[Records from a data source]

______

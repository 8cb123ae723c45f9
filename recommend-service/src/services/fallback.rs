//! Explicit fallback chain for vector candidate retrieval.
//!
//! Previously-scattered fallbacks (ANN search, brute force, cold-start
//! randoms) live in one place so every response records which tier actually
//! produced it.

use crate::services::vector_search::{facets_match, VectorCandidates, VectorSearchService};
use crate::store::CatalogStore;
use anyhow::Result;
use rand::rngs::StdRng;
use rand::seq::SliceRandom;
use rand::Rng;
use std::collections::{HashMap, HashSet};
use std::sync::Arc;
use tracing::info;
use trove_vector_index::Modality;
use uuid::Uuid;

use crate::models::{ItemRecord, PreferenceVectors, RecommendationTier};

/// Cold-start pool over-fetch, to survive exclusion filtering.
const COLD_START_POOL_MULTIPLIER: usize = 4;

/// Output of the vector stage: candidates plus the tier that produced them.
#[derive(Debug)]
pub struct VectorStage {
    pub tier: RecommendationTier,
    pub candidates: Vec<(ItemRecord, f32)>,
}

pub struct FallbackChain {
    search: Arc<VectorSearchService>,
    catalog: Arc<dyn CatalogStore>,
}

impl FallbackChain {
    pub fn new(search: Arc<VectorSearchService>, catalog: Arc<dyn CatalogStore>) -> Self {
        Self { search, catalog }
    }

    /// Resolve vector candidates through the tiers:
    /// ANN index -> brute force -> cold start.
    ///
    /// An empty preference vector set routes straight to cold start; an
    /// unavailable index (or one that yields nothing) falls through to the
    /// brute-force scan.
    #[allow(clippy::too_many_arguments)]
    pub async fn vector_candidates(
        &self,
        preferences: &PreferenceVectors,
        limit: usize,
        exclude: &HashSet<Uuid>,
        category: Option<&str>,
        brand_id: Option<Uuid>,
        modality_weights: Option<&HashMap<Modality, f32>>,
        rng: Option<&mut StdRng>,
    ) -> Result<VectorStage> {
        if preferences.is_empty() {
            info!(user_id = %preferences.user_id, "no preference vectors, taking cold-start tier");
            return self.cold_start(limit, exclude, category, brand_id, rng).await;
        }

        match self
            .search
            .search_index(
                &preferences.vectors,
                limit,
                exclude,
                category,
                brand_id,
                modality_weights,
            )
            .await?
        {
            VectorCandidates::Hits(hits) if !hits.is_empty() => Ok(VectorStage {
                tier: RecommendationTier::AnnIndex,
                candidates: hits,
            }),
            VectorCandidates::Hits(_) | VectorCandidates::IndexUnavailable => {
                let hits = self
                    .search
                    .brute_force(
                        &preferences.vectors,
                        limit,
                        exclude,
                        category,
                        brand_id,
                        modality_weights,
                    )
                    .await?;
                Ok(VectorStage {
                    tier: RecommendationTier::BruteForce,
                    candidates: hits,
                })
            }
        }
    }

    /// Cold-start tier: unswiped items with a combined vector, shuffled for
    /// variety (or id-ordered when the engine runs deterministically).
    pub async fn cold_start(
        &self,
        limit: usize,
        exclude: &HashSet<Uuid>,
        category: Option<&str>,
        brand_id: Option<Uuid>,
        rng: Option<&mut StdRng>,
    ) -> Result<VectorStage> {
        let pool = self
            .catalog
            .vectorized_items(
                category,
                brand_id,
                limit.saturating_mul(COLD_START_POOL_MULTIPLIER).max(limit),
            )
            .await?;

        let mut pool: Vec<ItemRecord> = pool
            .into_iter()
            .filter(|item| !exclude.contains(&item.id))
            .filter(|item| facets_match(item, category, brand_id))
            .collect();

        let candidates = match rng {
            Some(rng) => {
                pool.shuffle(&mut *rng);
                pool.into_iter()
                    .take(limit)
                    // Plausible-but-random score band, like a mild match.
                    .map(|item| (item, 0.5 + rng.gen::<f32>() * 0.3))
                    .collect()
            }
            None => {
                pool.sort_by_key(|item| item.id);
                pool.into_iter().take(limit).map(|item| (item, 0.5)).collect()
            }
        };

        Ok(VectorStage {
            tier: RecommendationTier::ColdStart,
            candidates,
        })
    }
}

#[cfg(test)]
mod tests {
    use super::*;
    use crate::config::EngineConfig;
    use crate::models::AggregationStrategy;
    use crate::store::memory::MemoryCatalog;
    use chrono::Utc;
    use trove_vector_index::VectorIndex;

    fn item(n: u128, combined: Vec<f32>) -> ItemRecord {
        ItemRecord {
            id: Uuid::from_u128(n),
            name: format!("item-{n}"),
            description: None,
            image_url: None,
            category: None,
            brand_id: None,
            image_vector: None,
            text_vector: None,
            combined_vector: Some(combined),
            like_count: 0,
            created_at: Utc::now(),
        }
    }

    fn prefs_with(v: Vec<f32>) -> PreferenceVectors {
        PreferenceVectors {
            user_id: Uuid::from_u128(99),
            strategy: AggregationStrategy::TimeWeighted,
            vectors: [(Modality::Combined, v)].into_iter().collect(),
            generated_at: Utc::now(),
        }
    }

    fn chain(catalog: Arc<MemoryCatalog>, index: Arc<VectorIndex>) -> FallbackChain {
        let search = Arc::new(VectorSearchService::new(
            index,
            Arc::clone(&catalog) as Arc<dyn CatalogStore>,
            EngineConfig::default().search,
        ));
        FallbackChain::new(search, catalog)
    }

    #[tokio::test]
    async fn test_ann_tier_when_index_populated() {
        let items = vec![item(1, vec![1.0, 0.0]), item(2, vec![0.0, 1.0])];
        let index = Arc::new(VectorIndex::new());
        for i in &items {
            index
                .insert(i.id, Modality::Combined, i.combined_vector.as_ref().unwrap())
                .unwrap();
        }
        let catalog = Arc::new(MemoryCatalog::seed(items));

        let stage = chain(catalog, index)
            .vector_candidates(
                &prefs_with(vec![1.0, 0.0]),
                5,
                &HashSet::new(),
                None,
                None,
                None,
                None,
            )
            .await
            .unwrap();

        assert_eq!(stage.tier, RecommendationTier::AnnIndex);
        assert_eq!(stage.candidates[0].0.id, Uuid::from_u128(1));
    }

    #[tokio::test]
    async fn test_brute_force_tier_when_index_empty() {
        let items = vec![item(1, vec![1.0, 0.0]), item(2, vec![0.0, 1.0])];
        let catalog = Arc::new(MemoryCatalog::seed(items));
        let index = Arc::new(VectorIndex::new());

        let stage = chain(catalog, index)
            .vector_candidates(
                &prefs_with(vec![1.0, 0.0]),
                5,
                &HashSet::new(),
                None,
                None,
                None,
                None,
            )
            .await
            .unwrap();

        assert_eq!(stage.tier, RecommendationTier::BruteForce);
        assert!(!stage.candidates.is_empty());
    }

    #[tokio::test]
    async fn test_cold_start_tier_for_empty_preferences() {
        let catalog = Arc::new(MemoryCatalog::seed(vec![item(1, vec![1.0, 0.0])]));
        let index = Arc::new(VectorIndex::new());

        let empty = PreferenceVectors::empty(Uuid::from_u128(99), AggregationStrategy::TimeWeighted);
        let stage = chain(catalog, index)
            .vector_candidates(&empty, 5, &HashSet::new(), None, None, None, None)
            .await
            .unwrap();

        assert_eq!(stage.tier, RecommendationTier::ColdStart);
        assert_eq!(stage.candidates.len(), 1);
        assert!((stage.candidates[0].1 - 0.5).abs() < 1e-6);
    }

    #[tokio::test]
    async fn test_cold_start_respects_exclusions() {
        let catalog = Arc::new(MemoryCatalog::seed(vec![
            item(1, vec![1.0, 0.0]),
            item(2, vec![0.0, 1.0]),
        ]));
        let index = Arc::new(VectorIndex::new());

        let exclude: HashSet<Uuid> = [Uuid::from_u128(1)].into_iter().collect();
        let stage = chain(catalog, index)
            .cold_start(5, &exclude, None, None, None)
            .await
            .unwrap();

        assert_eq!(stage.candidates.len(), 1);
        assert_eq!(stage.candidates[0].0.id, Uuid::from_u128(2));
    }
}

______

### Description of the task
Each record above is to be printed again exactly as written.

### Written answer
repository 8cb123ae723c45f9
filename recommend-service/src/services/fallback.rs
//! Explicit fallback chain for vector candidate retrieval.
//!
//! Previously-scattered fallbacks (ANN search, brute force, cold-start
//! randoms) live in one place so every response records which tier actually
//! produced it.

use crate::services::vector_search::{facets_match, VectorCandidates, VectorSearchService};
use crate::store::CatalogStore;
use anyhow::Result;
use rand::rngs::StdRng;
use rand::seq::SliceRandom;
use rand::Rng;
use std::collections::{HashMap, HashSet};
use std::sync::Arc;
use tracing::info;
use trove_vector_index::Modality;
use uuid::Uuid;

use crate::models::{ItemRecord, PreferenceVectors, RecommendationTier};

/// Cold-start pool over-fetch, to survive exclusion filtering.
const COLD_START_POOL_MULTIPLIER: usize = 4;

/// Output of the vector stage: candidates plus the tier that produced them.
#[derive(Debug)]
pub struct VectorStage {
    pub tier: RecommendationTier,
    pub candidates: Vec<(ItemRecord, f32)>,
}

pub struct FallbackChain {
    search: Arc<VectorSearchService>,
    catalog: Arc<dyn CatalogStore>,
}

impl FallbackChain {
    pub fn new(search: Arc<VectorSearchService>, catalog: Arc<dyn CatalogStore>) -> Self {
        Self { search, catalog }
    }

    /// Resolve vector candidates through the tiers:
    /// ANN index -> brute force -> cold start.
    ///
    /// An empty preference vector set routes straight to cold start; an
    /// unavailable index (or one that yields nothing) falls through to the
    /// brute-force scan.
    #[allow(clippy::too_many_arguments)]
    pub async fn vector_candidates(
        &self,
        preferences: &PreferenceVectors,
        limit: usize,
        exclude: &HashSet<Uuid>,
        category: Option<&str>,
        brand_id: Option<Uuid>,
        modality_weights: Option<&HashMap<Modality, f32>>,
        rng: Option<&mut StdRng>,
    ) -> Result<VectorStage> {
        if preferences.is_empty() {
            info!(user_id = %preferences.user_id, "no preference vectors, taking cold-start tier");
            return self.cold_start(limit, exclude, category, brand_id, rng).await;
        }

        match self
            .search
            .search_index(
                &preferences.vectors,
                limit,
                exclude,
                category,
                brand_id,
                modality_weights,
            )
            .await?
        {
            VectorCandidates::Hits(hits) if !hits.is_empty() => Ok(VectorStage {
                tier: RecommendationTier::AnnIndex,
                candidates: hits,
            }),
            VectorCandidates::Hits(_) | VectorCandidates::IndexUnavailable => {
                let hits = self
                    .search
                    .brute_force(
                        &preferences.vectors,
                        limit,
                        exclude,
                        category,
                        brand_id,
                        modality_weights,
                    )
                    .await?;
                Ok(VectorStage {
                    tier: RecommendationTier::BruteForce,
                    candidates: hits,
                })
            }
        }
    }

    /// Cold-start tier: unswiped items with a combined vector, shuffled for
    /// variety (or id-ordered when the engine runs deterministically).
    pub async fn cold_start(
        &self,
        limit: usize,
        exclude: &HashSet<Uuid>,
        category: Option<&str>,
        brand_id: Option<Uuid>,
        rng: Option<&mut StdRng>,
    ) -> Result<VectorStage> {
        let pool = self
            .catalog
            .vectorized_items(
                category,
                brand_id,
                limit.saturating_mul(COLD_START_POOL_MULTIPLIER).max(limit),
            )
            .await?;

        let mut pool: Vec<ItemRecord> = pool
            .into_iter()
            .filter(|item| !exclude.contains(&item.id))
            .filter(|item| facets_match(item, category, brand_id))
            .collect();

        let candidates = match rng {
            Some(rng) => {
                pool.shuffle(&mut *rng);
                pool.into_iter()
                    .take(limit)
                    // Plausible-but-random score band, like a mild match.
                    .map(|item| (item, 0.5 + rng.gen::<f32>() * 0.3))
                    .collect()
            }
            None => {
                pool.sort_by_key(|item| item.id);
                pool.into_iter().take(limit).map(|item| (item, 0.5)).collect()
            }
        };

        Ok(VectorStage {
            tier: RecommendationTier::ColdStart,
            candidates,
        })
    }
}

#[cfg(test)]
mod tests {
    use super::*;
    use crate::config::EngineConfig;
    use crate::models::AggregationStrategy;
    use crate::store::memory::MemoryCatalog;
    use chrono::Utc;
    use trove_vector_index::VectorIndex;

    fn item(n: u128, combined: Vec<f32>) -> ItemRecord {
        ItemRecord {
            id: Uuid::from_u128(n),
            name: format!("item-{n}"),
            description: None,
            image_url: None,
            category: None,
            brand_id: None,
            image_vector: None,
            text_vector: None,
            combined_vector: Some(combined),
            like_count: 0,
            created_at: Utc::now(),
        }
    }

    fn prefs_with(v: Vec<f32>) -> PreferenceVectors {
        PreferenceVectors {
            user_id: Uuid::from_u128(99),
            strategy: AggregationStrategy::TimeWeighted,
            vectors: [(Modality::Combined, v)].into_iter().collect(),
            generated_at: Utc::now(),
        }
    }

    fn chain(catalog: Arc<MemoryCatalog>, index: Arc<VectorIndex>) -> FallbackChain {
        let search = Arc::new(VectorSearchService::new(
            index,
            Arc::clone(&catalog) as Arc<dyn CatalogStore>,
            EngineConfig::default().search,
        ));
        FallbackChain::new(search, catalog)
    }

    #[tokio::test]
    async fn test_ann_tier_when_index_populated() {
        let items = vec![item(1, vec![1.0, 0.0]), item(2, vec![0.0, 1.0])];
        let index = Arc::new(VectorIndex::new());
        for i in &items {
            index
                .insert(i.id, Modality::Combined, i.combined_vector.as_ref().unwrap())
                .unwrap();
        }
        let catalog = Arc::new(MemoryCatalog::seed(items));

        let stage = chain(catalog, index)
            .vector_candidates(
                &prefs_with(vec![1.0, 0.0]),
                5,
                &HashSet::new(),
                None,
                None,
                None,
                None,
            )
            .await
            .unwrap();

        assert_eq!(stage.tier, RecommendationTier::AnnIndex);
        assert_eq!(stage.candidates[0].0.id, Uuid::from_u128(1));
    }

    #[tokio::test]
    async fn test_brute_force_tier_when_index_empty() {
        let items = vec![item(1, vec![1.0, 0.0]), item(2, vec![0.0, 1.0])];
        let catalog = Arc::new(MemoryCatalog::seed(items));
        let index = Arc::new(VectorIndex::new());

        let stage = chain(catalog, index)
            .vector_candidates(
                &prefs_with(vec![1.0, 0.0]),
                5,
                &HashSet::new(),
                None,
                None,
                None,
                None,
            )
            .await
            .unwrap();

        assert_eq!(stage.tier, RecommendationTier::BruteForce);
        assert!(!stage.candidates.is_empty());
    }

    #[tokio::test]
    async fn test_cold_start_tier_for_empty_preferences() {
        let catalog = Arc::new(MemoryCatalog::seed(vec![item(1, vec![1.0, 0.0])]));
        let index = Arc::new(VectorIndex::new());

        let empty = PreferenceVectors::empty(Uuid::from_u128(99), AggregationStrategy::TimeWeighted);
        let stage = chain(catalog, index)
            .vector_candidates(&empty, 5, &HashSet::new(), None, None, None, None)
            .await
            .unwrap();

        assert_eq!(stage.tier, RecommendationTier::ColdStart);
        assert_eq!(stage.candidates.len(), 1);
        assert!((stage.candidates[0].1 - 0.5).abs() < 1e-6);
    }

    #[tokio::test]
    async fn test_cold_start_respects_exclusions() {
        let catalog = Arc::new(MemoryCatalog::seed(vec![
            item(1, vec![1.0, 0.0]),
            item(2, vec![0.0, 1.0]),
        ]));
        let index = Arc::new(VectorIndex::new());

        let exclude: HashSet<Uuid> = [Uuid::from_u128(1)].into_iter().collect();
        let stage = chain(catalog, index)
            .cold_start(5, &exclude, None, None, None)
            .await
            .unwrap();

        assert_eq!(stage.candidates.len(), 1);
        assert_eq!(stage.candidates[0].0.id, Uuid::from_u128(2));
    }
}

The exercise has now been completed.